About this exercise: Exactly the lines from the start of the data below through the line containing "spec's external-interfaces section)." must be returned, and no others.

Material shown:

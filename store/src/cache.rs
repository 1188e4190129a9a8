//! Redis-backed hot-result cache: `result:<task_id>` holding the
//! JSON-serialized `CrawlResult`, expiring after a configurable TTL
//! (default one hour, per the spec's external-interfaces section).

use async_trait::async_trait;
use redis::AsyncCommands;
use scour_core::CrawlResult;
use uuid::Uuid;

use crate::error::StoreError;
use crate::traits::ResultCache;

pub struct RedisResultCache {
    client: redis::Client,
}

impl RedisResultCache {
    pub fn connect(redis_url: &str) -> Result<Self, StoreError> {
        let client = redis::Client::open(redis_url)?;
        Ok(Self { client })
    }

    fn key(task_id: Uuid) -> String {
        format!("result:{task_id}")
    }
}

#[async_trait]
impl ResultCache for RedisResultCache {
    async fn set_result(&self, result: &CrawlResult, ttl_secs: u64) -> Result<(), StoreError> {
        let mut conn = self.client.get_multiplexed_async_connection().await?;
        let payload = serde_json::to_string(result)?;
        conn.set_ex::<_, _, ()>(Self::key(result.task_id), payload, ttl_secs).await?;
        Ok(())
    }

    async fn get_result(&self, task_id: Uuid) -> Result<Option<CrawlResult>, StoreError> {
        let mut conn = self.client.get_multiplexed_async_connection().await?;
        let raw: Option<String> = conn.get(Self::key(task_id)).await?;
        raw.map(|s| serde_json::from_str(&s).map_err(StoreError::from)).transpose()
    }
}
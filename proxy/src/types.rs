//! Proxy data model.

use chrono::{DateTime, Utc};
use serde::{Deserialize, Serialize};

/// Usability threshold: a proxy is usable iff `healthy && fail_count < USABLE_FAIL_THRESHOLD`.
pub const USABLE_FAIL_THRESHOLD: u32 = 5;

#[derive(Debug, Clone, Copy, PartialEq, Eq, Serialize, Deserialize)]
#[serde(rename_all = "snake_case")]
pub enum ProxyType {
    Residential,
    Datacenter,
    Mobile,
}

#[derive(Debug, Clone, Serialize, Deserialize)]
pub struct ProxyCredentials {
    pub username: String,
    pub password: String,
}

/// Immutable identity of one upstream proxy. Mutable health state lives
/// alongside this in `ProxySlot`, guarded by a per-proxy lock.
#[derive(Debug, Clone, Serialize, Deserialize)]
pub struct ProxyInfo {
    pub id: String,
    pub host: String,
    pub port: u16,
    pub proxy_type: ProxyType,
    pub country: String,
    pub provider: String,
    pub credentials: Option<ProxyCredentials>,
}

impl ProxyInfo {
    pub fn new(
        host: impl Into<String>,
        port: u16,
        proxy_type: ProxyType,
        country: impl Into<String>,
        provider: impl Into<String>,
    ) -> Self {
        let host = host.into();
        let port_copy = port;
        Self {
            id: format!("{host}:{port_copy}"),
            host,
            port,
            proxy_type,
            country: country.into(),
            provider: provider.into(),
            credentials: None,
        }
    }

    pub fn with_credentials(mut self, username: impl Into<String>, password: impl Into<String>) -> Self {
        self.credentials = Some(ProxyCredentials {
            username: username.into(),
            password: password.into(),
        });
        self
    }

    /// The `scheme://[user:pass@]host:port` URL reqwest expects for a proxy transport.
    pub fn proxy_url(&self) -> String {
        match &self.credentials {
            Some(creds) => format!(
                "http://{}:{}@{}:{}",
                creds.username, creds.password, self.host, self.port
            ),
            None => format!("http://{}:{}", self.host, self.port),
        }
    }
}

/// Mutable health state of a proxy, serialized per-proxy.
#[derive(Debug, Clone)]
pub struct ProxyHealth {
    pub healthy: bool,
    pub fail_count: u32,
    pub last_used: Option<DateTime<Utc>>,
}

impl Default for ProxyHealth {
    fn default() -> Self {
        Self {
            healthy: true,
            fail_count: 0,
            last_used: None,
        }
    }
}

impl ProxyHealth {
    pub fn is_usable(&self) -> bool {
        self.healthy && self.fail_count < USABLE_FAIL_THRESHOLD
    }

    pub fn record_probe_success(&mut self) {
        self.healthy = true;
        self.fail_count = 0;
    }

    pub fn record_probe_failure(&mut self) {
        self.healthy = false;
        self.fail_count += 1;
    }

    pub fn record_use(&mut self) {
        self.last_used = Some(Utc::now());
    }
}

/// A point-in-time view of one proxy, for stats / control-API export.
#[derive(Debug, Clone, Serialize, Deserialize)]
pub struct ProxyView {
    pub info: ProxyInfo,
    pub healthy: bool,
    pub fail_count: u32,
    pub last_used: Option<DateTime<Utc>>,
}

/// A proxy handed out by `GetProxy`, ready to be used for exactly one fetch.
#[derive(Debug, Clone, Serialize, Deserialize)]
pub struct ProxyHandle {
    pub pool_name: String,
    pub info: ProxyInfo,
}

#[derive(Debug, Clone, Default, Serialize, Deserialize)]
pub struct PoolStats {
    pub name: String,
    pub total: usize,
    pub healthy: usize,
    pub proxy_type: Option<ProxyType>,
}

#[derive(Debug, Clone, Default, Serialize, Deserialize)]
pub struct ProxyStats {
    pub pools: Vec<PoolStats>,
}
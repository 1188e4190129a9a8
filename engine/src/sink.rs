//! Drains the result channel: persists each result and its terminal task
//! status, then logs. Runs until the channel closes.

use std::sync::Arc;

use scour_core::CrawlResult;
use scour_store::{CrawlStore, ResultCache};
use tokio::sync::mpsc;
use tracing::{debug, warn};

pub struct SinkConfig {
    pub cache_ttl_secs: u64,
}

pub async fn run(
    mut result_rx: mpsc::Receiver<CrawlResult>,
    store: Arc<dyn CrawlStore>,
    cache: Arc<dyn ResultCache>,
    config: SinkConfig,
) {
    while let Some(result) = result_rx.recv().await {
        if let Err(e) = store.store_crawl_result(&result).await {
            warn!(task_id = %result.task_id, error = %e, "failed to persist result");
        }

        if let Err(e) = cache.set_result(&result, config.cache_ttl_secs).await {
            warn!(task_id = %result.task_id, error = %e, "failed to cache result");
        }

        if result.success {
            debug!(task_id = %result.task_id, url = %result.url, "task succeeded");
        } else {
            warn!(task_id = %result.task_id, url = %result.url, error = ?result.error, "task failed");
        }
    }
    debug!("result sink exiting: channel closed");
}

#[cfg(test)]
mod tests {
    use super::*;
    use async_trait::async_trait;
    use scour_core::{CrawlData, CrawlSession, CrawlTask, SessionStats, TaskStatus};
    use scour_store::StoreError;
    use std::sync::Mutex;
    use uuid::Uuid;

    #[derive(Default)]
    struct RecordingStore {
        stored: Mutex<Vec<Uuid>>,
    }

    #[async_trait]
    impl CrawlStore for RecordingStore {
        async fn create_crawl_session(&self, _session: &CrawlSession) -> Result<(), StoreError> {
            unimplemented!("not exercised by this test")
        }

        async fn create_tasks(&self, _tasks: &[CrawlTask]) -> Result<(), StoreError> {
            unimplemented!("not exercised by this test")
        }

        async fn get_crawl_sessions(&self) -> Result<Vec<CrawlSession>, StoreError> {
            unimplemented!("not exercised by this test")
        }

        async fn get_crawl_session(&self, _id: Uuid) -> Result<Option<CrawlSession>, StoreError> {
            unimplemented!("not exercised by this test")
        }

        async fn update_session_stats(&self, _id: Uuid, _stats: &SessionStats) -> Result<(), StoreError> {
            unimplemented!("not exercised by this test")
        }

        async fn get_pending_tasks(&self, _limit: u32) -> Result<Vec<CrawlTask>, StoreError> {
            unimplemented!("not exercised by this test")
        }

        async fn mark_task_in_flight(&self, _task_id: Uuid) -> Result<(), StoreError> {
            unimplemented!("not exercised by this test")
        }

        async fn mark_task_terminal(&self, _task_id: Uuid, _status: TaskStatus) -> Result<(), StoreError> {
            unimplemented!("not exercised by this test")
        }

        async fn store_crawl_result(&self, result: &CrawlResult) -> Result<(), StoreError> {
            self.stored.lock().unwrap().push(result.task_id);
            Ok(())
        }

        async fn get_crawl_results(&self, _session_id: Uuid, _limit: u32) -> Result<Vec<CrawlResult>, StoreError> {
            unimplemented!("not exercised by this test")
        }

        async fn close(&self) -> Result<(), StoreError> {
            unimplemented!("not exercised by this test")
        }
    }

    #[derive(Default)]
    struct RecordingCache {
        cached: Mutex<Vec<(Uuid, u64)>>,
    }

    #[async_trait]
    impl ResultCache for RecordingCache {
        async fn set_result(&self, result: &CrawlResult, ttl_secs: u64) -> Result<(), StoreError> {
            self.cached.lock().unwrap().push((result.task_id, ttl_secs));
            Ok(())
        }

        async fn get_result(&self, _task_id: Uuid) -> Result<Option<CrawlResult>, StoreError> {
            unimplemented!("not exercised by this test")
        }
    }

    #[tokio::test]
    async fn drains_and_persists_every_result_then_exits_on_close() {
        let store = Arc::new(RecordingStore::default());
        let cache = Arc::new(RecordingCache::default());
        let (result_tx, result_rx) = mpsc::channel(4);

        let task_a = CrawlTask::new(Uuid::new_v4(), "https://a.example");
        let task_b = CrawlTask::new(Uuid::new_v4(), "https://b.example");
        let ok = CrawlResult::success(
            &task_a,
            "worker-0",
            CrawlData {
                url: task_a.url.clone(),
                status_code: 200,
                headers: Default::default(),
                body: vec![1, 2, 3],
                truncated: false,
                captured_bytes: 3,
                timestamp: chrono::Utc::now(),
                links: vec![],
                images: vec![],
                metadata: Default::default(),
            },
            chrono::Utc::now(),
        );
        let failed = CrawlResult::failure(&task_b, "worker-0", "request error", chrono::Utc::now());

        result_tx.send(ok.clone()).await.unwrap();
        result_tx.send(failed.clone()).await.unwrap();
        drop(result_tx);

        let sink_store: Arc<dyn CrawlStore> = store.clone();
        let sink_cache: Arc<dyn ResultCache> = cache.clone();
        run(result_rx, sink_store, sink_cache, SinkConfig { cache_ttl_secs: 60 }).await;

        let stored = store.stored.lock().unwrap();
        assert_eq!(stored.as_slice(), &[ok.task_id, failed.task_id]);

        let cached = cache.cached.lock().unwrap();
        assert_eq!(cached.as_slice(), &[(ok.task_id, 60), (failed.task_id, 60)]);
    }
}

Final answer:
filename store/src/cache.rs
repository 1188e4190129a9a8
//! Redis-backed hot-result cache: `result:<task_id>` holding the
//! JSON-serialized `CrawlResult`, expiring after a configurable TTL
//! (default one hour, per the spec's external-interfaces section).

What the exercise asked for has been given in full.